DANVILLE, Ind. — The million-dollar question that many livestock producers want the answer to is: How market prices will fare in the future.

Steve Meyer, the founder and president of Paragon Economics, said in a recent interview that producers can expect to see some changes in pork figures next quarter as a result of the porcine epidemic diarrhea virus, which hit first in June and July.

Due to this, he noted, that there will be a reduction in slaughter numbers from where they would have been had the animals not been sick.

The first and second quarters of the new year probably will be down between 2 percent and 4 percent in slaughter production, Meyer said.

The good news for pork producers is that hog prices will be positive.

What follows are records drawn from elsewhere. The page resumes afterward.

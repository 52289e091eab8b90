//! Live output stream driving a [`ToneGenerator`].

use std::sync::atomic::{AtomicBool, AtomicU64, Ordering};
use std::sync::Arc;
use std::thread;
use std::time::{Duration, Instant};

use cpal::traits::{DeviceTrait, StreamTrait};
use cpal::{BufferSize, SupportedBufferSize};
use tracing::{debug, error, info, warn};

use super::generator::{FadeOutRequest, ToneGenerator};
use crate::error::AudioError;
use crate::params::{tone_constants::CHANNELS, ToneConfig};

/// Completion polling interval
const POLL_INTERVAL: Duration = Duration::from_millis(5);

/// Callback counters shared with the audio thread
#[derive(Debug)]
struct CallbackCounters {
    callbacks: AtomicU64,
    frames: AtomicU64,
    min_frames: AtomicU64,
    max_frames: AtomicU64,
    complete: AtomicBool,
}

impl CallbackCounters {
    fn new() -> Self {
        Self {
            callbacks: AtomicU64::new(0),
            frames: AtomicU64::new(0),
            min_frames: AtomicU64::new(u64::MAX),
            max_frames: AtomicU64::new(0),
            complete: AtomicBool::new(false),
        }
    }

    fn record(&self, frames: u64) {
        self.callbacks.fetch_add(1, Ordering::Relaxed);
        self.frames.fetch_add(frames, Ordering::Relaxed);
        self.min_frames.fetch_min(frames, Ordering::Relaxed);
        self.max_frames.fetch_max(frames, Ordering::Relaxed);
    }

    fn snapshot(&self) -> StreamStats {
        let callbacks = self.callbacks.load(Ordering::Relaxed);
        StreamStats {
            callbacks,
            frames: self.frames.load(Ordering::Relaxed),
            min_callback_frames: if callbacks == 0 {
                0
            } else {
                self.min_frames.load(Ordering::Relaxed)
            },
            max_callback_frames: self.max_frames.load(Ordering::Relaxed),
        }
    }
}

/// Snapshot of callback activity
#[derive(Debug, Clone, Copy, PartialEq, Eq, Default)]
pub struct StreamStats {
    pub callbacks: u64,
    pub frames: u64,
    /// Smallest buffer handed to the callback (frames)
    pub min_callback_frames: u64,
    /// Largest buffer handed to the callback (frames)
    pub max_callback_frames: u64,
}

impl StreamStats {
    /// True if the backend delivered buffers of varying size
    pub fn has_irregular_buffers(&self) -> bool {
        self.callbacks > 0 && self.min_callback_frames != self.max_callback_frames
    }
}

/// Running stereo f32 output stream
pub struct ToneStream {
    /// Audio output stream (kept alive until close)
    stream: cpal::Stream,

    fade_out: FadeOutRequest,

    counters: Arc<CallbackCounters>,
}

impl ToneStream {
    /// Open and start a stream on `device`
    pub fn open(device: &cpal::Device, config: &ToneConfig) -> Result<Self, AudioError> {
        config.validate()?;

        let stream_config = cpal::StreamConfig {
            channels: CHANNELS as cpal::ChannelCount,
            sample_rate: cpal::SampleRate(config.sample_rate_hz),
            buffer_size: negotiate_buffer_size(device, config),
        };

        let mut generator = ToneGenerator::new(config);
        let fade_out = generator.fade_out_handle();

        let counters = Arc::new(CallbackCounters::new());
        let counters_cb = Arc::clone(&counters);

        let stream = device.build_output_stream(
            &stream_config,
            move |data: &mut [f32], _: &cpal::OutputCallbackInfo| {
                counters_cb.record((data.len() / CHANNELS) as u64);
                if generator.generate(data).is_complete() {
                    counters_cb.complete.store(true, Ordering::Release);
                }
            },
            |err| error!("Audio stream error: {}", err),
            None,
        )?;

        stream.play()?;

        info!(
            "Streaming {} Hz tone @ {} Hz, buffer {:?}",
            config.frequency_hz, config.sample_rate_hz, stream_config.buffer_size
        );

        Ok(Self {
            stream,
            fade_out,
            counters,
        })
    }

    /// Begin the fade-out; the stream keeps running until it completes
    pub fn request_fade_out(&self) {
        debug!("Fade-out requested");
        self.fade_out.request();
    }

    /// True once the generator has faded to silence
    pub fn is_complete(&self) -> bool {
        self.counters.complete.load(Ordering::Acquire)
    }

    /// Block until the fade-out completes. Returns `false` on timeout.
    pub fn wait_for_completion(&self, timeout: Duration) -> bool {
        let deadline = Instant::now() + timeout;
        while !self.is_complete() {
            if Instant::now() >= deadline {
                return false;
            }
            thread::sleep(POLL_INTERVAL);
        }
        true
    }

    pub fn stats(&self) -> StreamStats {
        self.counters.snapshot()
    }

    /// Stop and release the stream
    pub fn close(self) -> StreamStats {
        let stats = self.stats();
        if let Err(e) = self.stream.pause() {
            debug!("Pausing stream before close failed: {}", e);
        }
        drop(self.stream);
        debug!("Audio stream closed");
        stats
    }
}

/// Buffer size to request given the device's supported range for our
/// rate and channel count. `None` means no matching config was found.
pub fn select_buffer_size(requested: u32, supported: Option<&SupportedBufferSize>) -> BufferSize {
    match supported {
        Some(&SupportedBufferSize::Range { min, max }) if min <= max => {
            BufferSize::Fixed(requested.clamp(min, max))
        }
        _ => BufferSize::Default,
    }
}

/// Look up the device's supported stereo configs at the requested rate and
/// pick a buffer size from them, preferring f32 configs
fn negotiate_buffer_size(device: &cpal::Device, config: &ToneConfig) -> BufferSize {
    let rate = cpal::SampleRate(config.sample_rate_hz);
    let matching: Vec<cpal::SupportedStreamConfigRange> = match device.supported_output_configs()
    {
        Ok(configs) => configs
            .filter(|range| {
                range.channels() as usize >= CHANNELS
                    && range.min_sample_rate() <= rate
                    && rate <= range.max_sample_rate()
            })
            .collect(),
        Err(e) => {
            warn!("Failed to query supported configs: {}", e);
            Vec::new()
        }
    };

    let supported = matching
        .iter()
        .find(|range| range.sample_format() == cpal::SampleFormat::F32)
        .or_else(|| matching.first())
        .map(|range| range.buffer_size());

    let buffer_size = select_buffer_size(config.buffer_frames, supported);
    match buffer_size {
        BufferSize::Fixed(frames) if frames != config.buffer_frames => warn!(
            "Device does not support {} frame buffers, using {}",
            config.buffer_frames, frames
        ),
        BufferSize::Default => warn!(
            "No supported buffer range for {} frames @ {} Hz, using host default buffer size",
            config.buffer_frames, config.sample_rate_hz
        ),
        _ => {}
    }
    buffer_size
}
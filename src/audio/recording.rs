//! Offline rendering: run the generator without an audio device.
//!
//! Blocks are generated exactly as the live callback would request them,
//! so a glitch in the generator shows up in the rendered file too.

use std::path::Path;

use tracing::info;

use super::generator::ToneGenerator;
use crate::error::AudioError;
use crate::params::{tone_constants::CHANNELS, RecordingConfig, ToneConfig};

/// Outcome of an offline render
#[derive(Debug, Clone, Copy, PartialEq, Eq)]
pub struct RenderSummary {
    /// Frames written, including the trailing silence of the last block
    pub frames: u64,
    /// Generation calls made
    pub blocks: u64,
}

/// Render the session into interleaved stereo samples
pub fn render_to_vec(
    tone: &ToneConfig,
    recording: &RecordingConfig,
) -> Result<(Vec<f32>, RenderSummary), AudioError> {
    let mut samples = Vec::new();
    let summary = render_blocks(tone, recording, |block| {
        samples.extend_from_slice(block);
        Ok(())
    })?;
    Ok((samples, summary))
}

/// Render the session into a 32-bit float stereo WAV file
pub fn render_to_wav(
    tone: &ToneConfig,
    recording: &RecordingConfig,
) -> Result<RenderSummary, AudioError> {
    let spec = hound::WavSpec {
        channels: CHANNELS as u16,
        sample_rate: tone.sample_rate_hz,
        bits_per_sample: 32,
        sample_format: hound::SampleFormat::Float,
    };
    let mut writer = hound::WavWriter::create(&recording.output_path, spec)?;

    let summary = render_blocks(tone, recording, |block| {
        for &sample in block {
            writer.write_sample(sample)?;
        }
        Ok(())
    })?;
    writer.finalize()?;

    info!(
        "Rendered {} frames ({} blocks) to {}",
        summary.frames,
        summary.blocks,
        recording.output_path.display()
    );

    Ok(summary)
}

/// Read back an interleaved float WAV written by [`render_to_wav`]
pub fn read_wav(path: impl AsRef<Path>) -> Result<(Vec<f32>, hound::WavSpec), AudioError> {
    let reader = hound::WavReader::open(path)?;
    let spec = reader.spec();
    let samples = reader.into_samples::<f32>().collect::<Result<Vec<_>, _>>()?;
    Ok((samples, spec))
}

/// Generate `buffer_frames` blocks until the fade-out completes
fn render_blocks<F>(
    tone: &ToneConfig,
    recording: &RecordingConfig,
    mut sink: F,
) -> Result<RenderSummary, AudioError>
where
    F: FnMut(&[f32]) -> Result<(), AudioError>,
{
    tone.validate()?;
    recording.validate()?;

    let mut generator = ToneGenerator::new(tone);
    let fade_out = generator.fade_out_handle();
    let fade_out_at = recording.frames_before_fade_out(tone.sample_rate_hz);

    let mut buffer = vec![0.0f32; tone.buffer_frames as usize * CHANNELS];
    let mut summary = RenderSummary {
        frames: 0,
        blocks: 0,
    };

    loop {
        if summary.frames >= fade_out_at {
            fade_out.request();
        }

        let status = generator.generate(&mut buffer);
        sink(&buffer)?;

        summary.frames += u64::from(tone.buffer_frames);
        summary.blocks += 1;

        if status.is_complete() {
            return Ok(summary);
        }
    }
}
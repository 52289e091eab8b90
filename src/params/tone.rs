//! Tone synthesis configuration and constants.

/// Tone constants (compile-time)
pub mod tone_constants {
    /// Interleaved output channels (left, right)
    pub const CHANNELS: usize = 2;

    /// Default sample rate (Hz)
    pub const DEFAULT_SAMPLE_RATE_HZ: u32 = 44_100;

    /// Default tone frequency (Hz), low enough to make clicks obvious
    pub const DEFAULT_FREQUENCY_HZ: f32 = 80.0;

    /// Default fade window (frames)
    /// 110 frames ≈ 2.5ms @ 44.1kHz
    pub const DEFAULT_FADE_FRAMES: u32 = 110;

    /// Default callback buffer size (frames)
    /// 256 frames ≈ 5.8ms @ 44.1kHz
    pub const DEFAULT_BUFFER_FRAMES: u32 = 256;
}

use tone_constants::*;

/// Invalid tone or recording configuration
#[derive(Debug, Clone, PartialEq, thiserror::Error)]
pub enum ConfigError {
    #[error("Sample rate must be > 0")]
    ZeroSampleRate,

    #[error("Frequency must be in (0, {nyquist_hz}) Hz, got {frequency_hz}")]
    FrequencyOutOfRange { frequency_hz: f32, nyquist_hz: f32 },

    #[error("Buffer size must be > 0 frames")]
    ZeroBufferFrames,

    #[error("Render duration must be a finite, non-negative number of seconds, got {0}")]
    InvalidDuration(f32),
}

/// Sine tone configuration
#[derive(Debug, Clone)]
pub struct ToneConfig {
    /// Output sample rate (Hz)
    pub sample_rate_hz: u32,

    /// Tone frequency (Hz), must stay below Nyquist
    pub frequency_hz: f32,

    /// Linear fade-in/fade-out window (frames)
    /// 0 disables fading: full scale at once, immediate stop
    pub fade_frames: u32,

    /// Frames requested per callback
    pub buffer_frames: u32,
}

impl Default for ToneConfig {
    fn default() -> Self {
        Self {
            sample_rate_hz: DEFAULT_SAMPLE_RATE_HZ,
            frequency_hz: DEFAULT_FREQUENCY_HZ,
            fade_frames: DEFAULT_FADE_FRAMES,
            buffer_frames: DEFAULT_BUFFER_FRAMES,
        }
    }
}

impl ToneConfig {
    /// Nyquist frequency (Hz)
    pub fn nyquist_hz(&self) -> f32 {
        self.sample_rate_hz as f32 / 2.0
    }

    /// Fade window duration (seconds)
    pub fn fade_duration_secs(&self) -> f32 {
        self.fade_frames as f32 / self.sample_rate_hz as f32
    }

    /// Validate configuration (non-zero rate and buffer, frequency below Nyquist)
    pub fn validate(&self) -> Result<(), ConfigError> {
        if self.sample_rate_hz == 0 {
            return Err(ConfigError::ZeroSampleRate);
        }
        let nyquist_hz = self.nyquist_hz();
        if !(self.frequency_hz > 0.0 && self.frequency_hz < nyquist_hz) {
            return Err(ConfigError::FrequencyOutOfRange {
                frequency_hz: self.frequency_hz,
                nyquist_hz,
            });
        }
        if self.buffer_frames == 0 {
            return Err(ConfigError::ZeroBufferFrames);
        }
        Ok(())
    }
}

“Reduce supplies, prices go up,” Meyer said, adding that producers whose hogs were infected with PEDV most likely lost three to four weeks of production.

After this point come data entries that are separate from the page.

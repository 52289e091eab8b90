//! Host and output device enumeration.

use cpal::traits::{DeviceTrait, HostTrait};
use tracing::debug;

use crate::error::AudioError;

/// Output device as shown to the user
#[derive(Debug, Clone, PartialEq, Eq)]
pub struct DeviceInfo {
    /// Position in the host's output device list
    pub id: usize,
    pub name: String,
    pub is_default_output: bool,
}

/// Names of the audio hosts compiled into this build
pub fn available_host_names() -> Vec<&'static str> {
    cpal::available_hosts().iter().map(|id| id.name()).collect()
}

/// Default host, or the host whose name matches (case-insensitive)
pub fn select_host(name: Option<&str>) -> Result<cpal::Host, AudioError> {
    let Some(name) = name else {
        return Ok(cpal::default_host());
    };

    let host_id = cpal::available_hosts()
        .into_iter()
        .find(|id| id.name().eq_ignore_ascii_case(name))
        .ok_or_else(|| AudioError::UnknownHost {
            name: name.to_string(),
            available: available_host_names().join(", "),
        })?;

    debug!("Selected audio host {}", host_id.name());
    Ok(cpal::host_from_id(host_id)?)
}

/// Enumerate output devices, ids in enumeration order
pub fn list_output_devices(host: &cpal::Host) -> Result<Vec<DeviceInfo>, AudioError> {
    let default_name = host
        .default_output_device()
        .and_then(|device| device.name().ok());

    let devices = host
        .output_devices()?
        .enumerate()
        .map(|(id, device)| {
            let name = device.name().unwrap_or_else(|_| "Unknown".to_string());
            let is_default_output = default_name.as_deref() == Some(name.as_str());
            DeviceInfo {
                id,
                name,
                is_default_output,
            }
        })
        .collect();

    Ok(devices)
}

/// Output device by id, or the host's default output device
pub fn select_output_device(
    host: &cpal::Host,
    id: Option<usize>,
) -> Result<cpal::Device, AudioError> {
    match id {
        Some(id) => host
            .output_devices()?
            .nth(id)
            .ok_or(AudioError::UnknownDevice(id)),
        None => host
            .default_output_device()
            .ok_or(AudioError::NoDefaultOutputDevice),
    }
}

/// Id of the first device flagged as default output
pub fn default_device_id(devices: &[DeviceInfo]) -> Option<usize> {
    devices
        .iter()
        .find(|device| device.is_default_output)
        .map(|device| device.id)
}
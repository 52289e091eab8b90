//! Phasor oscillator.
//!
//! A unit complex number rotated by a fixed angle per sample. The real part
//! feeds the left channel (cosine), the imaginary part the right (sine).
//! Magnitude drift is not renormalized.

use crate::params::tone_constants::CHANNELS;

/// Sine/cosine generator driven by complex rotation
#[derive(Debug, Clone)]
pub struct PhasorOscillator {
    /// Real component of the phasor
    a: f32,
    /// Imaginary component of the phasor
    b: f32,
    /// Cosine of the angle increment
    c: f32,
    /// Sine of the angle increment
    s: f32,
}

impl PhasorOscillator {
    /// Create an oscillator at phase 0 (phasor = 1 + 0i)
    pub fn new(sample_rate_hz: u32, frequency_hz: f32) -> Self {
        let radians = f64::from(frequency_hz) * std::f64::consts::TAU / f64::from(sample_rate_hz);
        Self {
            a: 1.0,
            b: 0.0,
            c: radians.cos() as f32,
            s: radians.sin() as f32,
        }
    }

    /// Emit the current (left, right) pair, then rotate
    #[inline]
    pub fn next_frame(&mut self) -> (f32, f32) {
        let frame = (self.a, self.b);
        let t = self.a * self.c - self.b * self.s;
        self.b = self.a * self.s + self.b * self.c;
        self.a = t;
        frame
    }

    /// Fill an interleaved stereo buffer, one frame per channel pair
    pub fn fill(&mut self, buffer: &mut [f32]) {
        for frame in buffer.chunks_exact_mut(CHANNELS) {
            let (left, right) = self.next_frame();
            frame[0] = left;
            frame[1] = right;
        }
    }

    /// Current phasor (real, imaginary)
    pub fn phase(&self) -> (f32, f32) {
        (self.a, self.b)
    }

    /// Rotation applied per sample (radians)
    pub fn phase_increment(&self) -> f32 {
        self.s.atan2(self.c)
    }
}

Another thing that will help producers in the coming year is that the cost to produce a pig will be $35 lower per head. Meyer explained that this can be attributed to a good corn and soybean crop.

“It was the fourth-largest soybean crop ever,” he said, adding that a bigger crop helps drive down the average cost of feed.

Although Meyer doesn’t believe a lot of new individuals will start raising pork, he does believe that pork producers who have been waiting to expand, but hadn’t because they were waiting for better market prices, finally will expand their sow herds.